◆ Task requirements
From the listing below, copy only the lines from the line that contains "ordinary rule failures." to the line that contains "positive values first", counting those two lines as part of the copy.

◆ Supplied records

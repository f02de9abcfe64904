//! The transformation catalog.
//!
//! A static registry of the preprocessing steps a user can put into a
//! pipeline: display metadata, input arity, and validation rules, keyed by
//! a stable string identifier. The catalog is built once, never mutated,
//! and read concurrently by any number of sessions.
//!
//! # Example
//!
//! ```
//! use tsprep::catalog::{Catalog, Validation};
//!
//! let catalog = Catalog::global();
//!
//! assert!(catalog.index_of("norm").is_some());
//! assert!(catalog.index_of("").is_none());
//!
//! let outcome = catalog
//!     .validate("norm", &["0".to_string(), "1".to_string()])
//!     .unwrap();
//! assert_eq!(outcome, Validation::Valid);
//! ```

mod rules;

pub use rules::Rule;

use crate::error::{PrepError, Result};
use serde::ser::SerializeStruct;
use serde::{Serialize, Serializer};
use std::sync::OnceLock;

/// One entry of the transformation catalog.
///
/// Immutable display metadata plus the validation rules for the step's
/// scalar inputs. `input_count` is the length of [`input_names`]; a step
/// with zero inputs carries no rules.
///
/// [`input_names`]: TransformationStep::input_names
#[derive(Debug, Clone, PartialEq, Eq)]
pub struct TransformationStep {
    name: &'static str,
    id: &'static str,
    description: &'static str,
    citation: &'static str,
    input_names: &'static [&'static str],
    rules: &'static [Rule],
}

impl TransformationStep {
    /// Displayed name of the step.
    pub fn name(&self) -> &'static str {
        self.name
    }

    /// Stable machine-readable identifier, unique within the catalog.
    pub fn id(&self) -> &'static str {
        self.id
    }

    /// Displayed description of what the step does.
    pub fn description(&self) -> &'static str {
        self.description
    }

    /// Displayed citation, empty when the step has none.
    pub fn citation(&self) -> &'static str {
        self.citation
    }

    /// Number of scalar inputs the step requires.
    pub fn input_count(&self) -> usize {
        self.input_names.len()
    }

    /// Labels of the inputs, in the order they must be supplied.
    pub fn input_names(&self) -> &'static [&'static str] {
        self.input_names
    }

    /// Validation rules, in evaluation order.
    pub fn rules(&self) -> &'static [Rule] {
        self.rules
    }

    /// Failure messages index-aligned with [`rules`](Self::rules).
    pub fn rule_descriptions(&self) -> Vec<&'static str> {
        self.rules.iter().map(|r| r.description()).collect()
    }

    /// Evaluate every rule against the full input tuple.
    ///
    /// All rules run regardless of earlier failures so the user sees every
    /// problem at once. Arity must already match; [`Catalog::validate`]
    /// enforces that.
    fn check_rules(&self, inputs: &[String]) -> Validation {
        let failures: Vec<&'static str> = self
            .rules
            .iter()
            .filter(|rule| !rule.check(inputs))
            .map(|rule| rule.description())
            .collect();

        if failures.is_empty() {
            Validation::Valid
        } else {
            Validation::Invalid(failures)
        }
    }
}

impl Serialize for TransformationStep {
    /// Serializes to the shape the presentation layer consumes:
    /// `{name, id, description, citation, inputCount, inputNames, rules,
    /// ruleDescriptions}`.
    fn serialize<S: Serializer>(&self, serializer: S) -> std::result::Result<S::Ok, S::Error> {
        let mut state = serializer.serialize_struct("TransformationStep", 8)?;
        state.serialize_field("name", self.name)?;
        state.serialize_field("id", self.id)?;
        state.serialize_field("description", self.description)?;
        state.serialize_field("citation", self.citation)?;
        state.serialize_field("inputCount", &self.input_count())?;
        state.serialize_field("inputNames", self.input_names)?;
        state.serialize_field("rules", self.rules)?;
        state.serialize_field("ruleDescriptions", &self.rule_descriptions())?;
        state.end()
    }
}

/// Outcome of validating a step's inputs.
///
/// Rule failures are a normal outcome, not an error: every failed rule's
/// description is collected in rule order.
#[derive(Debug, Clone, PartialEq, Eq, Serialize)]
pub enum Validation {
    /// All rules passed.
    Valid,
    /// Descriptions of every failed rule, in rule order.
    Invalid(Vec<&'static str>),
}

impl Validation {
    pub fn is_valid(&self) -> bool {
        matches!(self, Validation::Valid)
    }

    /// Failed-rule descriptions; empty when valid.
    pub fn failures(&self) -> &[&'static str] {
        match self {
            Validation::Valid => &[],
            Validation::Invalid(failures) => failures,
        }
    }
}

/// The step registry: an insertion-ordered list of [`TransformationStep`]
/// with lookup and validation operations.
#[derive(Debug, Clone)]
pub struct Catalog {
    steps: Vec<TransformationStep>,
}

impl Catalog {
    /// Build a catalog from the given entries.
    ///
    /// Rejects duplicate identifiers and zero-input steps that carry
    /// rules.
    pub fn new(steps: Vec<TransformationStep>) -> Result<Self> {
        for (i, step) in steps.iter().enumerate() {
            if steps[..i].iter().any(|other| other.id == step.id) {
                return Err(PrepError::InvalidEntry {
                    id: step.id.to_string(),
                    reason: "duplicate step id".to_string(),
                });
            }
            if step.input_count() == 0 && !step.rules.is_empty() {
                return Err(PrepError::InvalidEntry {
                    id: step.id.to_string(),
                    reason: "zero-input step must not carry rules".to_string(),
                });
            }
        }
        Ok(Self { steps })
    }

    /// The builtin catalog of preprocessing steps, in their fixed order.
    pub fn builtin() -> Self {
        Self {
            steps: BUILTIN_STEPS.to_vec(),
        }
    }

    /// Process-wide builtin catalog, initialized on first use.
    pub fn global() -> &'static Catalog {
        static CATALOG: OnceLock<Catalog> = OnceLock::new();
        CATALOG.get_or_init(Catalog::builtin)
    }

    /// All entries, in stable insertion order.
    pub fn steps(&self) -> &[TransformationStep] {
        &self.steps
    }

    /// Position of the entry with the given id, or `None` when the id is
    /// empty or unknown. Never fails for well-formed but unknown ids.
    pub fn index_of(&self, step_id: &str) -> Option<usize> {
        if step_id.is_empty() {
            return None;
        }
        self.steps.iter().position(|step| step.id == step_id)
    }

    /// The entry with the given id, if any.
    pub fn get(&self, step_id: &str) -> Option<&TransformationStep> {
        self.index_of(step_id).map(|i| &self.steps[i])
    }

    pub fn len(&self) -> usize {
        self.steps.len()
    }

    pub fn is_empty(&self) -> bool {
        self.steps.is_empty()
    }

    /// Validate raw inputs for the step with the given id.
    ///
    /// An unknown `step_id` or an input tuple of the wrong length is a
    /// caller contract violation and returns an error, distinct from
    /// [`Validation::Invalid`] which reports ordinary rule failures.
    pub fn validate(&self, step_id: &str, inputs: &[String]) -> Result<Validation> {
        let step = self
            .get(step_id)
            .ok_or_else(|| PrepError::UnknownStep(step_id.to_string()))?;

        if inputs.len() != step.input_count() {
            return Err(PrepError::InputCountMismatch {
                step: step_id.to_string(),
                expected: step.input_count(),
                got: inputs.len(),
            });
        }

        Ok(step.check_rules(inputs))
    }
}

impl Default for Catalog {
    fn default() -> Self {
        Self::builtin()
    }
}

/// The fixed step vocabulary. Order and identifiers are a compatibility
/// contract with stored pipelines and the execution backend; append new
/// steps at the end.
const BUILTIN_STEPS: &[TransformationStep] = &[
    TransformationStep {
        name: "Normalize",
        id: "norm",
        description: "Rescale the range of the data to be between a min and max.",
        citation: "",
        input_names: &["Min", "Max"],
        rules: &[Rule::NormBoundsOrdered],
    },
    TransformationStep {
        name: "Standardize",
        id: "stand",
        description: "Transform the data to have a mean of 0 and a standard deviation of 1.",
        citation: "",
        input_names: &[],
        rules: &[],
    },
    TransformationStep {
        name: "Box-Cox transformation",
        id: "box-cox",
        description: "Power transformation using the Box-Cox method. Data are scaled to \
                      positive values first and returned standardized; constant data cannot \
                      be transformed.",
        citation: "",
        input_names: &[],
        rules: &[],
    },
    TransformationStep {
        name: "Difference transformation",
        id: "dif_trans",
        description: "Subtract each row's predecessor from it; rows left without a value \
                      are dropped.",
        citation: "",
        input_names: &[],
        rules: &[],
    },
    TransformationStep {
        name: "Divide standard deviations",
        id: "div_stand_devs",
        description: "Divide each column by its standard deviation.",
        citation: "",
        input_names: &[],
        rules: &[],
    },
    TransformationStep {
        name: "Moving average smoother",
        id: "moving_avg_smoother",
        description: "Smooth the data by averaging over a window of the given number of \
                      data points; rows left without a value are dropped.",
        citation: "",
        input_names: &["Window size"],
        rules: &[Rule::WindowSizePositive, Rule::WindowSizeInteger],
    },
    TransformationStep {
        name: "Subtract means",
        id: "sub_means",
        description: "Subtract the mean from each column.",
        citation: "",
        input_names: &[],
        rules: &[],
    },
    TransformationStep {
        name: "Yeo-Johnson transformation",
        id: "y-j",
        description: "Power transformation using the Yeo-Johnson method. Non-positive \
                      values are allowed; data is returned standardized.",
        citation: "",
        input_names: &[],
        rules: &[],
    },
    TransformationStep {
        name: "Nothing",
        id: "nothing",
        description: "Does absolutely nothing. Mostly for debugging, but also for fun.",
        citation: "",
        input_names: &[],
        rules: &[],
    },
];
//! Human-readable summary of a chosen pipeline, for the confirmation view.

use crate::catalog::Catalog;
use crate::error::{PrepError, Result};
use crate::pipeline::Pipeline;
use std::fmt;

/// One line of the confirmation summary: the step's 1-based position, its
/// display name, and its `Name=value` pairs in input order.
#[derive(Debug, Clone, PartialEq, Eq)]
pub struct StepSummary {
    position: usize,
    name: &'static str,
    inputs: Vec<(&'static str, String)>,
}

impl StepSummary {
    /// 1-based position of the step in the pipeline.
    pub fn position(&self) -> usize {
        self.position
    }

    /// Display name of the catalog entry.
    pub fn name(&self) -> &'static str {
        self.name
    }

    /// `(input name, value)` pairs, in input order.
    pub fn inputs(&self) -> &[(&'static str, String)] {
        &self.inputs
    }
}

impl fmt::Display for StepSummary {
    /// `1: Normalize  Min=0 Max=1` for parameterized steps,
    /// `2: Standardize` for zero-input ones.
    fn fmt(&self, f: &mut fmt::Formatter<'_>) -> fmt::Result {
        write!(f, "{}: {}", self.position, self.name)?;
        for (i, (name, value)) in self.inputs.iter().enumerate() {
            let sep = if i == 0 { "  " } else { " " };
            write!(f, "{sep}{name}={value}")?;
        }
        Ok(())
    }
}

/// Render the pipeline as an ordered list of [`StepSummary`].
///
/// Purely presentational: no validation happens here, that was done while
/// the inputs were entered. Every step id must resolve against the
/// catalog; a pipeline holding an unresolvable id is a contract violation
/// and yields an error rather than a partial summary.
pub fn summarize(pipeline: &Pipeline, catalog: &Catalog) -> Result<Vec<StepSummary>> {
    pipeline
        .iter()
        .enumerate()
        .map(|(i, chosen)| {
            let step = catalog
                .get(chosen.step_id())
                .ok_or_else(|| PrepError::UnknownStep(chosen.step_id().to_string()))?;
            let inputs = step
                .input_names()
                .iter()
                .zip(chosen.inputs())
                .map(|(&name, value)| (name, value.clone()))
                .collect();
            Ok(StepSummary {
                position: i + 1,
                name: step.name(),
                inputs,
            })
        })
        .collect()
}
//! # tsprep
//!
//! Catalog and validation core for time-series preprocessing pipelines.
//!
//! Provides the static catalog of preprocessing steps (normalization,
//! standardization, power transforms, smoothing, ...), rule-based input
//! validation, the user-edited pipeline model, confirmation summaries,
//! and the submission payload handed to an external execution backend.
//! The numeric transforms themselves are the backend's job; this crate
//! owns the vocabulary and the contracts around it.
//!
//! # Example
//!
//! ```
//! use tsprep::prelude::*;
//!
//! let catalog = Catalog::global();
//! let mut pipeline = Pipeline::new();
//!
//! let pos = pipeline.push(catalog, "norm").unwrap();
//! pipeline.set_input(pos, 0, "0").unwrap();
//! pipeline.set_input(pos, 1, "100").unwrap();
//! pipeline.push(catalog, "stand").unwrap();
//!
//! assert!(pipeline.check(catalog).unwrap().iter().all(Validation::is_valid));
//!
//! let summary = summarize(&pipeline, catalog).unwrap();
//! assert_eq!(summary[0].to_string(), "1: Normalize  Min=0 Max=100");
//! ```

pub mod catalog;
pub mod error;
pub mod form;
pub mod pipeline;
pub mod submit;

pub use error::{PrepError, Result};

pub mod prelude {
    pub use crate::catalog::{Catalog, Rule, TransformationStep, Validation};
    pub use crate::error::{PrepError, Result};
    pub use crate::form::StepForm;
    pub use crate::pipeline::{summarize, Pipeline, PipelineStep, StepSummary};
    pub use crate::submit::{SubmitOptions, Submission};
}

◆ Reply
    /// [`Validation::Invalid`] which reports ordinary rule failures.
    pub fn validate(&self, step_id: &str, inputs: &[String]) -> Result<Validation> {
        let step = self
            .get(step_id)
            .ok_or_else(|| PrepError::UnknownStep(step_id.to_string()))?;

        if inputs.len() != step.input_count() {
            return Err(PrepError::InputCountMismatch {
                step: step_id.to_string(),
                expected: step.input_count(),
                got: inputs.len(),
            });
        }

        Ok(step.check_rules(inputs))
    }
}

impl Default for Catalog {
    fn default() -> Self {
        Self::builtin()
    }
}

/// The fixed step vocabulary. Order and identifiers are a compatibility
/// contract with stored pipelines and the execution backend; append new
/// steps at the end.
const BUILTIN_STEPS: &[TransformationStep] = &[
    TransformationStep {
        name: "Normalize",
        id: "norm",
        description: "Rescale the range of the data to be between a min and max.",
        citation: "",
        input_names: &["Min", "Max"],
        rules: &[Rule::NormBoundsOrdered],
    },
    TransformationStep {
        name: "Standardize",
        id: "stand",
        description: "Transform the data to have a mean of 0 and a standard deviation of 1.",
        citation: "",
        input_names: &[],
        rules: &[],
    },
    TransformationStep {
        name: "Box-Cox transformation",
        id: "box-cox",
        description: "Power transformation using the Box-Cox method. Data are scaled to \
                      positive values first and returned standardized; constant data cannot \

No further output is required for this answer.